**Dataset excerpts:**

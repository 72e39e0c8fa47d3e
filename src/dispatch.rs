use std::time::Duration;

use crate::config::Config;
use crate::event::Event;
use crate::host::Host;
use crate::ledger::IntervalLedger;
use crate::newreno::{LossKind, NewRenoSim, RecoveryGate};
use crate::path::{PathId, PathRegistry, Role};
use crate::rtt::HystartFilter;
use crate::scheduler::DominanceScheduler;

/// Per-connection controller state and notification router
/// (`spec.md` §4.5/§4.6, components C5 and C6's backing value).
///
/// Owns every piece of per-connection state named in `spec.md` §3 —
/// nothing here is global, resolving the self-imposed "does not support
/// several consecutive connections" limitation of the original source
/// (`SPEC_FULL.md` §3).
pub struct Controller {
    config: Config,
    registry: PathRegistry,
    newreno: NewRenoSim,
    ledger: IntervalLedger,
    scheduler: DominanceScheduler,
    hystart_filter: HystartFilter,
}

impl Controller {
    pub fn new(config: Config) -> Self {
        let cwin_initial = config.cwin_initial;
        Controller {
            config,
            registry: PathRegistry::new(),
            newreno: NewRenoSim::new(cwin_initial),
            ledger: IntervalLedger::new(),
            scheduler: DominanceScheduler::new(),
            hystart_filter: HystartFilter::new(),
        }
    }

    pub(crate) fn newreno(&self) -> &NewRenoSim {
        &self.newreno
    }

    pub fn config(&self) -> &Config {
        &self.config
    }

    /// Route one host notification to C1–C4 and request a pacing
    /// recompute on `path` (`spec.md` §4.5).
    pub fn notify(
        &mut self, host: &mut impl Host, path: PathId, event: Event, now: Duration,
    ) {
        let role = self.registry.resolve(path);
        host.mark_cc_data_updated(path);

        let primary = self.registry.path_a().unwrap_or(path);
        let mean_srtt = self.mean_srtt(host, primary);

        match event {
            Event::Ack { bytes_acked } => {
                let not_sender_limited = host.last_time_acked_data_frame_sent(path)
                    > host.last_sender_limited_time(path);
                if not_sender_limited {
                    self.newreno.on_ack(
                        bytes_acked,
                        host.send_mtu(primary),
                        mean_srtt,
                        self.config.min_ca_tick,
                        self.config.cwin_min,
                    );

                    let ack_num = host.get_ack_number(path);
                    if let Some(idx) =
                        self.ledger.find_and_finalize_predecessor(role, ack_num)
                    {
                        self.ledger.record_ack(
                            idx,
                            role,
                            bytes_acked,
                            host.smoothed_rtt(path),
                            now,
                        );
                    }

                    self.run_scheduler(host, now, mean_srtt);
                }
            },

            Event::EcnCe => {
                if self.registry.dominant() == Some(role) {
                    log::trace!("tonopah: CE on dominant path, ignoring");
                } else {
                    self.apply_loss(LossKind::EcnCe, host, primary, now, mean_srtt);
                }
            },

            Event::Repeat => {
                self.apply_loss(LossKind::Repeat, host, primary, now, mean_srtt);
            },

            Event::Timeout => {
                self.apply_loss(LossKind::Timeout, host, primary, now, mean_srtt);
            },

            Event::SpuriousRepeat => {
                let gate = self.recovery_gate(host, primary, now);
                self.newreno.on_spurious_repeat(gate, mean_srtt);
                self.run_scheduler(host, now, mean_srtt);
            },

            Event::RttSample { rtt, one_way_delay } => {
                self.on_rtt_sample(host, primary, rtt, one_way_delay, now);
            },

            Event::BwSample => {
                self.on_bw_sample(host, primary, mean_srtt);
            },

            Event::CwinBlocked => {},

            Event::SeedCwin { bytes_in_flight } => {
                self.newreno.seed_cwin(bytes_in_flight);
            },

            Event::Reset => {
                self.newreno.reset(self.config.cwin_initial);
                self.ledger.wipe();
                self.hystart_filter.reset();
                if let Some(a) = self.registry.path_a() {
                    host.set_cwnd(a, self.newreno.cwnd);
                }
                if let Some(b) = self.registry.path_b() {
                    host.set_cwnd(b, self.newreno.cwnd);
                }
            },
        }

        host.update_pacing_data(path, self.newreno.is_unbounded_slow_start());
    }

    fn mean_srtt(&self, host: &impl Host, primary: PathId) -> Duration {
        match (self.registry.path_a(), self.registry.path_b()) {
            (Some(a), Some(b)) => (host.smoothed_rtt(a) + host.smoothed_rtt(b)) / 2,
            _ => host.smoothed_rtt(primary),
        }
    }

    /// All NewReno recovery bookkeeping, including this gate, is performed
    /// against the primary path's state (`path_a`), never the actual
    /// triggering path — `spec.md` §4.5: "The path passed in is 'actual';
    /// all NewReno bookkeeping is performed against the primary path's
    /// state (path 0 in the connection)."
    fn recovery_gate(
        &self, host: &impl Host, primary: PathId, now: Duration,
    ) -> RecoveryGate {
        let elapsed = now.saturating_sub(self.newreno.recovery_start);
        let caught_up = if host.is_multipath_enabled() {
            self.newreno.recovery_start <= host.get_ack_sent_time(primary)
        } else {
            self.newreno.recovery_sequence <= host.get_ack_number(primary)
        };
        RecoveryGate {
            elapsed_since_recovery_start: elapsed,
            caught_up,
        }
    }

    fn apply_loss(
        &mut self, kind: LossKind, host: &mut impl Host, primary: PathId, now: Duration,
        mean_srtt: Duration,
    ) {
        let gate = self.recovery_gate(host, primary, now);
        let recovery_sequence = host.get_sequence_number(primary);
        let entered = self.newreno.on_loss(
            kind,
            gate,
            mean_srtt,
            now,
            recovery_sequence,
            self.config.cwin_min,
        );
        if entered {
            log::debug!("tonopah: entering recovery ({:?}), wiping interval ledger", kind);
            self.ledger.wipe();
        }
        self.run_scheduler(host, now, mean_srtt);
    }

    fn on_rtt_sample(
        &mut self, host: &mut impl Host, primary: PathId, rtt: Duration,
        one_way_delay: Duration, now: Duration,
    ) {
        if !self.newreno.is_unbounded_slow_start() {
            return;
        }

        let min_rtt = host.min_rtt(primary);
        if min_rtt > self.config.target_reno_rtt {
            let min_win = if min_rtt > self.config.target_satellite_rtt {
                scale_window(
                    self.config.cwin_initial,
                    self.config.target_satellite_rtt,
                    self.config.target_reno_rtt,
                )
            } else {
                scale_window(self.config.cwin_initial, min_rtt, self.config.target_reno_rtt)
            };
            self.newreno.raise_cwin_floor(min_win);
        }

        let timestamps_enabled = host.is_timestamp_enabled();
        let sample = if timestamps_enabled { one_way_delay } else { rtt };
        let pacing_time = host.pacing_packet_time(primary);
        let should_exit = host.hystart_test(
            &mut self.hystart_filter,
            sample,
            pacing_time,
            now,
            timestamps_enabled,
        );
        if should_exit {
            log::debug!("tonopah: hystart exiting slow start, cwnd={}", self.newreno.cwnd);
            self.newreno.exit_slow_start_via_hystart();
            host.set_ssthresh_initialized(primary, true);
        }
    }

    fn on_bw_sample(&mut self, host: &impl Host, primary: PathId, mean_srtt: Duration) {
        if !self.newreno.is_unbounded_slow_start() {
            return;
        }
        let bandwidth_estimate_bps = host.max_bandwidth_estimate_bps(primary);
        let max_win =
            (bandwidth_estimate_bps as u128 * mean_srtt.as_micros() / 1_000_000) as u64;
        let min_win = max_win / 2;
        self.newreno.raise_cwin_floor(min_win);
    }

    fn run_scheduler(&mut self, host: &mut impl Host, now: Duration, mean_srtt: Duration) {
        let first_seq = match (self.registry.path_a(), self.registry.path_b()) {
            (Some(a), Some(b)) => [host.get_sequence_number(a), host.get_sequence_number(b)],
            _ => [0, 0],
        };

        let split = self.scheduler.tick(
            &mut self.registry,
            &mut self.newreno,
            &mut self.ledger,
            &self.config,
            now,
            mean_srtt,
            first_seq,
        );

        let split = match split {
            Some(split) => split,
            None => return,
        };

        if let (Some(a), Some(b)) = (self.registry.path_a(), self.registry.path_b()) {
            let (dominant_path, submissive_path) = match self.registry.dominant() {
                Some(Role::PathA) => (a, b),
                Some(Role::PathB) => (b, a),
                None => return,
            };
            host.set_cwnd(dominant_path, split.dominant);
            host.set_cwnd(submissive_path, split.submissive);
        }
    }
}

fn scale_window(base: u64, numerator_rtt: Duration, denominator_rtt: Duration) -> u64 {
    (base as f64 * numerator_rtt.as_secs_f64() / denominator_rtt.as_secs_f64()) as u64
}
use std::time::Duration;

use crate::ledger::IntervalLedger;
use crate::path::Role;

/// Running accumulators for one role (dominant or submissive) across a
/// contiguous trailing run of usable intervals.
#[derive(Debug, Clone, Copy, Default)]
struct RoleAccumulator {
    rtt_sum_micros: u64,
    num_acks: u64,
}

impl RoleAccumulator {
    fn mean_rtt(&self) -> Option<Duration> {
        if self.num_acks == 0 {
            None
        } else {
            Some(Duration::from_micros(self.rtt_sum_micros / self.num_acks))
        }
    }
}

/// Scan the trailing finalized intervals and decide whether the bottleneck
/// looks like it enforces per-flow fair queueing (`spec.md` §4.3,
/// component C3).
///
/// Walks from the tail toward the head. Any unusable interval (not
/// finished on both paths, or flagged `dont_use`) resets the running
/// accumulators — aggregation requires a *contiguous* trailing run,
/// matching `new_tonopah_aggregate_intervals` in the original source.
/// Returns `true` the first time `required` usable intervals have been
/// accumulated and the dominant/submissive mean-RTT gap exceeds
/// `rtt_gap_threshold`; returns `false` if the ledger never accumulates
/// that many.
pub fn detect_fq(
    ledger: &IntervalLedger, required: usize, rtt_gap_threshold: Duration,
) -> bool {
    let mut dominant = RoleAccumulator::default();
    let mut submissive = RoleAccumulator::default();
    let mut run_len = 0usize;

    for (record, next) in ledger.iter_tail_with_next() {
        if !record.usable() {
            dominant = RoleAccumulator::default();
            submissive = RoleAccumulator::default();
            run_len = 0;
            continue;
        }

        let dom_idx = record.dominant.index();
        let sub_idx = record.dominant.other().index();

        dominant.rtt_sum_micros += record.rtt_sum_micros[dom_idx];
        dominant.num_acks += record.num_acks[dom_idx];
        submissive.rtt_sum_micros += record.rtt_sum_micros[sub_idx];
        submissive.num_acks += record.num_acks[sub_idx];

        // Bytes sent this interval, per role, is the delta between this
        // interval's and the next (chronologically later) interval's
        // opening sequence number. It is not used in the FQ decision
        // itself (only RTT gap is), but is computed here to mirror the
        // original aggregator's bookkeeping and to keep the accumulator
        // symmetric with `spec.md` §4.3's listed fields.
        let _ = bytes_sent(record.first_seq[dom_idx], next.map(|n| n.first_seq[dom_idx]));
        let _ = bytes_sent(
            record.first_seq[sub_idx],
            next.map(|n| n.first_seq[sub_idx]),
        );

        run_len += 1;
        if run_len == required {
            return match (dominant.mean_rtt(), submissive.mean_rtt()) {
                (Some(mean_dom), Some(mean_sub)) => {
                    mean_dom.saturating_sub(mean_sub) > rtt_gap_threshold
                },
                _ => false,
            };
        }
    }

    false
}

fn bytes_sent(this_first_seq: u64, next_first_seq: Option<u64>) -> u64 {
    next_first_seq.map_or(0, |next| next.saturating_sub(this_first_seq))
}
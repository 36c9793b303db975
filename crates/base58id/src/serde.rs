//! Serde support for [`Codec`] configuration and for `i64` IDs serialized as
//! base58 tokens.
//!
//! A [`Codec`] (de)serializes as `{ "alphabet": "...", "offset": 0 }`, and
//! deserialization goes through [`Codec::new`], so a config file can never
//! produce an unvalidated codec.
//!
//! The `as_*` modules plug into `#[serde(with = "...")]` for ID fields:
//!
//! ```
//! # #[cfg(feature = "serde")]
//! # {
//! use serde::{Deserialize, Serialize};
//!
//! #[derive(Serialize, Deserialize)]
//! struct Link {
//!     #[serde(with = "base58id::as_flickr")]
//!     id: i64,
//! }
//! # }
//! ```
use crate::Codec;
use alloc::string::String;
use core::fmt;
use serde::{Deserialize, Deserializer, Serialize, Serializer};

#[derive(Serialize)]
struct CodecRef<'a> {
    alphabet: &'a str,
    offset: i64,
}

#[derive(Deserialize)]
#[serde(deny_unknown_fields)]
struct CodecOwned {
    alphabet: String,
    #[serde(default)]
    offset: i64,
}

impl Serialize for Codec {
    fn serialize<S>(&self, s: S) -> Result<S::Ok, S::Error>
    where
        S: Serializer,
    {
        CodecRef {
            alphabet: self.alphabet().as_str(),
            offset: self.offset(),
        }
        .serialize(s)
    }
}

impl<'de> Deserialize<'de> for Codec {
    fn deserialize<D>(d: D) -> Result<Self, D::Error>
    where
        D: Deserializer<'de>,
    {
        let raw = CodecOwned::deserialize(d)?;
        Self::new(&raw.alphabet, raw.offset).map_err(serde::de::Error::custom)
    }
}

struct TokenVisitor {
    codec: Codec,
    expecting: &'static str,
}

impl serde::de::Visitor<'_> for TokenVisitor {
    type Value = i64;

    fn expecting(&self, formatter: &mut fmt::Formatter) -> fmt::Result {
        formatter.write_str(self.expecting)
    }

    #[inline]
    fn visit_str<E>(self, v: &str) -> Result<Self::Value, E>
    where
        E: serde::de::Error,
    {
        self.codec.decode(v).map_err(E::custom)
    }
}

macro_rules! token_adapter {
    ($(#[$meta:meta])* $name:ident, $codec:expr, $expecting:literal) => {
        $(#[$meta])*
        pub mod $name {
            use serde::{Deserializer, Serializer};

            /// Serialize an ID as a token.
            ///
            /// # Errors
            ///
            /// Returns an error if the ID is negative or the underlying
            /// serializer fails.
            pub fn serialize<S>(id: &i64, s: S) -> Result<S::Ok, S::Error>
            where
                S: Serializer,
            {
                let mut buf = [0_u8; crate::MAX_TOKEN_LEN];
                let token = $codec
                    .encode_to_buf(*id, &mut buf)
                    .map_err(serde::ser::Error::custom)?;
                s.serialize_str(token)
            }

            /// Deserialize an ID from a token.
            ///
            /// # Errors
            ///
            /// Returns an error if the underlying deserializer fails or the
            /// string is not a valid token.
            pub fn deserialize<'de, D>(d: D) -> Result<i64, D::Error>
            where
                D: Deserializer<'de>,
            {
                d.deserialize_str(super::TokenVisitor {
                    codec: $codec,
                    expecting: $expecting,
                })
            }
        }
    };
}

token_adapter!(
    /// (De)serialize an `i64` ID as a Bitcoin-alphabet token, offset 0.
    as_bitcoin,
    crate::Codec::bitcoin(),
    "a bitcoin base58 token"
);
token_adapter!(
    /// (De)serialize an `i64` ID as a Flickr-alphabet token, offset 0.
    as_flickr,
    crate::Codec::flickr(),
    "a flickr base58 token"
);
token_adapter!(
    /// (De)serialize an `i64` ID as a Ripple-alphabet token, offset 0.
    as_ripple,
    crate::Codec::ripple(),
    "a ripple base58 token"
);
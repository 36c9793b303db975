mod command;
mod config;
mod telemetry;

use clap::Parser;
use config::{CliArgs, CliConfig};
use telemetry::init_telemetry;

fn main() -> anyhow::Result<()> {
    // Load from .env
    let _ = dotenvy::dotenv();
    let args = CliArgs::parse();
    init_telemetry()?;

    let config = CliConfig::try_from(args)?;
    if cfg!(debug_assertions) {
        tracing::debug!("Running with full config: {:#?}", config);
    } else {
        tracing::debug!(
            "Running with alphabet `{}` and offset {}",
            config.codec.alphabet(),
            config.codec.offset()
        );
    }

    let stdout = std::io::stdout();
    command::run(&config, &mut stdout.lock())
}
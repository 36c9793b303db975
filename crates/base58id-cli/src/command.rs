use crate::config::{CliConfig, Command};
use anyhow::Context;
use std::io::Write;

/// Runs the configured command, writing one result per line to `out`.
///
/// Stops at the first ID or token that fails; lines already written stay
/// written.
pub fn run<W: Write>(config: &CliConfig, out: &mut W) -> anyhow::Result<()> {
    let codec = &config.codec;
    match &config.command {
        Command::Encode { ids } => {
            tracing::debug!(count = ids.len(), "encoding ids");
            for &id in ids {
                let token = codec
                    .encode(id)
                    .with_context(|| format!("failed to encode `{id}`"))?;
                writeln!(out, "{token}")?;
            }
        }
        Command::Decode { tokens } => {
            tracing::debug!(count = tokens.len(), "decoding tokens");
            for token in tokens {
                let id = codec
                    .decode(token)
                    .with_context(|| format!("failed to decode `{token}`"))?;
                writeln!(out, "{id}")?;
            }
        }
    }
    out.flush()?;
    Ok(())
}
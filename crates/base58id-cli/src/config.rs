use anyhow::Context;
use base58id::{Alphabet, BITCOIN_ALPHABET, Codec, FLICKR_ALPHABET, RIPPLE_ALPHABET};
use clap::{Parser, Subcommand};

/// Command line arguments for the `base58id` binary.
///
/// The alphabet and offset can also be supplied through the environment (or a
/// `.env` file), which is how a deployment pins them once for every caller.
#[derive(Parser, Debug, Clone)]
#[command(
    name = "base58id",
    version,
    about = "Encode integer IDs as base58 tokens and decode them back"
)]
pub struct CliArgs {
    /// Alphabet used for tokens.
    ///
    /// One of `bitcoin`, `flickr` or `ripple`, or a literal string of 58
    /// distinct ASCII characters.
    ///
    /// Environment variable: `BASE58ID_ALPHABET`
    #[arg(
        short,
        long,
        global = true,
        env = "BASE58ID_ALPHABET",
        default_value_t = String::from("flickr")
    )]
    pub alphabet: String,

    /// Offset added to every ID before encoding and removed after decoding.
    ///
    /// Must be between 0 and 1,000,000,000. Tokens are only portable between
    /// callers that agree on both the alphabet and the offset.
    ///
    /// Environment variable: `BASE58ID_OFFSET`
    #[arg(
        short,
        long,
        global = true,
        env = "BASE58ID_OFFSET",
        default_value_t = 0,
        allow_negative_numbers = true
    )]
    pub offset: i64,

    #[command(subcommand)]
    pub command: Command,
}

#[derive(Subcommand, Debug, Clone, PartialEq, Eq)]
pub enum Command {
    /// Encode IDs into tokens, one per line.
    Encode {
        #[arg(required = true, allow_negative_numbers = true)]
        ids: Vec<i64>,
    },
    /// Decode tokens into IDs, one per line.
    Decode {
        #[arg(required = true)]
        tokens: Vec<String>,
    },
}

#[derive(Debug, Clone)]
pub struct CliConfig {
    pub codec: Codec,
    pub command: Command,
}

impl TryFrom<CliArgs> for CliConfig {
    type Error = anyhow::Error;

    fn try_from(args: CliArgs) -> Result<Self, Self::Error> {
        let alphabet = resolve_alphabet(&args.alphabet)?;
        let codec = Codec::with_alphabet(alphabet, args.offset)
            .with_context(|| format!("BASE58ID_OFFSET ({}) is out of range", args.offset))?;

        Ok(Self {
            codec,
            command: args.command,
        })
    }
}

fn resolve_alphabet(name: &str) -> anyhow::Result<Alphabet> {
    match name.to_ascii_lowercase().as_str() {
        "bitcoin" => Ok(BITCOIN_ALPHABET),
        "flickr" => Ok(FLICKR_ALPHABET),
        "ripple" => Ok(RIPPLE_ALPHABET),
        _ => Alphabet::new(name).with_context(|| {
            format!("BASE58ID_ALPHABET `{name}` is neither a known name nor a valid alphabet")
        }),
    }
}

**Work to be completed:** Wherever a line above contains "source", copy that line.

**Your solution:**
/// several consecutive connections" limitation of the original source
/// matching `new_tonopah_aggregate_intervals` in the original source.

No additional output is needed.